We would need to either also ship the ImageMagick source with PHP, or
people would need to recompile PHP whenever they upgraded the
ImageMagick library. Either of those choices would more exciting than
hoped for.

2. Releasing Imagick with PHP means that the release cycles would need
to be sync'ed. This has proven to be inconvenient in the past when an
extension has wanted to change the api, but was forced to wait due to
needed to wait for the next minor/major version of PHP.

3. There are significant chunks of work that ought to be done for a
version 4 of Imagick, that probably ought to be done before thinking
about bringing it in as a core extension. The two main things that
spring to mind are:

i) The code that allows iterating over Imagick objects that contain
multiple images is just bogus, and doesn't do what anyone would expect
it to do.
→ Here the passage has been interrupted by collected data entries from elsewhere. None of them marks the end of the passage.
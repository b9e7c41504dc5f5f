use serde::Serialize;
use std::collections::{BTreeMap, HashSet};
use std::fmt;
use std::path::Path;
use tracing::{debug, info};

use crate::error::Result;
use crate::metrics::NormalizeMetrics;
use crate::pipeline::ingestion::{self, RawTable};
use crate::types::Listing;

pub mod normalizers;
pub mod registry;

pub use registry::NormalizationRegistry;

/// Number of columns of the canonical listing table
pub const CANONICAL_COLUMNS: usize = 9;

/// Why a raw row did not make it into the canonical set.
///
/// None of these are errors: a dropped row only lowers the yield.
#[derive(Debug, Clone, Copy, PartialEq, Eq, PartialOrd, Ord, Hash, Serialize)]
pub enum DropReason {
    UnclassifiableType,
    UnparseablePrice,
    AlreadyRented,
    UnparseableFeatures,
    UnknownFurnished,
    UnparseableLocation,
    ExcludedDepartment,
    /// The raw record itself could not be decoded
    UnreadableRow,
}

impl DropReason {
    pub fn as_str(&self) -> &'static str {
        match self {
            DropReason::UnclassifiableType => "unclassifiable_type",
            DropReason::UnparseablePrice => "unparseable_price",
            DropReason::AlreadyRented => "already_rented",
            DropReason::UnparseableFeatures => "unparseable_features",
            DropReason::UnknownFurnished => "unknown_furnished",
            DropReason::UnparseableLocation => "unparseable_location",
            DropReason::ExcludedDepartment => "excluded_department",
            DropReason::UnreadableRow => "unreadable_row",
        }
    }
}

impl fmt::Display for DropReason {
    fn fmt(&self, f: &mut fmt::Formatter<'_>) -> fmt::Result {
        f.write_str(self.as_str())
    }
}

pub type RowOutcome = std::result::Result<Listing, DropReason>;

/// Row accounting for one source
#[derive(Debug, Clone, Default, PartialEq, Serialize)]
pub struct NormalizationSummary {
    pub rows_in: usize,
    pub rows_kept: usize,
    pub duplicates_removed: usize,
    pub dropped: BTreeMap<DropReason, usize>,
}

impl NormalizationSummary {
    pub fn total_dropped(&self) -> usize {
        self.dropped.values().sum()
    }
}

/// The canonical listings produced from one source's raw table
#[derive(Debug, Clone)]
pub struct NormalizedSet {
    pub source: &'static str,
    pub listings: Vec<Listing>,
    pub summary: NormalizationSummary,
}

/// Source-specific normalization of a raw table into canonical listings.
pub trait SourceNormalizer: Send + Sync {
    type Raw: RawTable;

    /// Normalize a single raw row, or say why it cannot be used.
    fn normalize_row(&self, raw: &Self::Raw) -> RowOutcome;

    /// Get the source ID this normalizer handles
    fn source_id(&self) -> &'static str {
        <Self::Raw as RawTable>::SOURCE
    }

    /// Get a human-readable name for this normalizer
    fn name(&self) -> &str;

    /// Normalize a whole table: drop unusable rows, then exact duplicates.
    fn normalize(&self, rows: &[Self::Raw]) -> NormalizedSet {
        let source = self.source_id();
        let mut summary = NormalizationSummary {
            rows_in: rows.len(),
            ..Default::default()
        };

        let mut listings = Vec::with_capacity(rows.len());
        for (index, raw) in rows.iter().enumerate() {
            match self.normalize_row(raw) {
                Ok(listing) => listings.push(listing),
                Err(reason) => {
                    debug!(source, row = index, %reason, "Dropping row");
                    NormalizeMetrics::record_dropped(source, reason.as_str(), 1);
                    *summary.dropped.entry(reason).or_insert(0) += 1;
                }
            }
        }

        let before = listings.len();
        let listings = dedup_listings(listings);
        summary.duplicates_removed = before - listings.len();
        summary.rows_kept = listings.len();

        NormalizeMetrics::record_duplicates(source, summary.duplicates_removed);
        NormalizeMetrics::record_kept(source, summary.rows_kept);
        info!(
            source,
            normalizer = self.name(),
            rows = summary.rows_kept,
            columns = CANONICAL_COLUMNS,
            dropped = summary.total_dropped(),
            duplicates = summary.duplicates_removed,
            "Normalized table shape"
        );

        NormalizedSet {
            source,
            listings,
            summary,
        }
    }
}

/// Object-safe view of a normalizer that also knows how to read its table.
pub trait TableNormalizer: Send + Sync {
    fn source(&self) -> &'static str;
    fn normalize_file(&self, path: &Path) -> Result<NormalizedSet>;
}

impl<N: SourceNormalizer> TableNormalizer for N {
    fn source(&self) -> &'static str {
        self.source_id()
    }

    fn normalize_file(&self, path: &Path) -> Result<NormalizedSet> {
        let table = ingestion::read_table::<N::Raw>(path)?;
        let mut set = self.normalize(&table.rows);
        if table.unreadable > 0 {
            let reason = DropReason::UnreadableRow;
            NormalizeMetrics::record_dropped(set.source, reason.as_str(), table.unreadable);
            set.summary.rows_in += table.unreadable;
            *set.summary.dropped.entry(reason).or_insert(0) += table.unreadable;
        }
        Ok(set)
    }
}

/// Remove listings identical on every normalized column, keeping the first.
pub fn dedup_listings(listings: Vec<Listing>) -> Vec<Listing> {
    let mut seen = HashSet::with_capacity(listings.len());
    listings
        .into_iter()
        .filter(|listing| seen.insert(listing.key()))
        .collect()
}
Just removing the iterating, and making people explicitly
access images inside an Imagick object, is probably the right thing to
do, but obviously a major breaking change.
https://github.com/mkoppanen/imagick/issues/122

ii) A significant amount of functionality was added to ImageMagick 7.
Exposing this functionality through Imagick is going to take quite a
bit of work, and may result in some breaking changes.

There are probably other issues, but those are the big ones I can
think of right now.

To summarise, even if it is a good idea to ship Imagick as a core
extension, it will take a significant portion of time to make it
happen.

Some what ironically _I have never used Imagick in production_, so
I've been maintaining a reasonably large code base for no personal
benefit, other than the 'glory' of being an open source maintainer*.
I've already been thinking of ways to remedy that, but that is a
discussion for another day.

While I'm working a full time job, I wouldn't be able to commit to
spending anything close to the amount of time required to do this.
No-one else has touched the source code in multiple years, and aren't
up-to-speed with what is happening in the ImageMagick 6 -> 7
migration, so the first steps to even consider moving Imagick to be a
core extension would either be:

i) Someone else step up and start helping with maintaining Imagick and
then in a few months have them look at the work required.

ii) Finding a company/someone to hire me for the multiple months
required to get Imagick into a position where it would be conceivable
to ship it as a core extension.

cheers
Dan
Ack

* my landlord does not accept 'open source glory' in lieu of rent payment.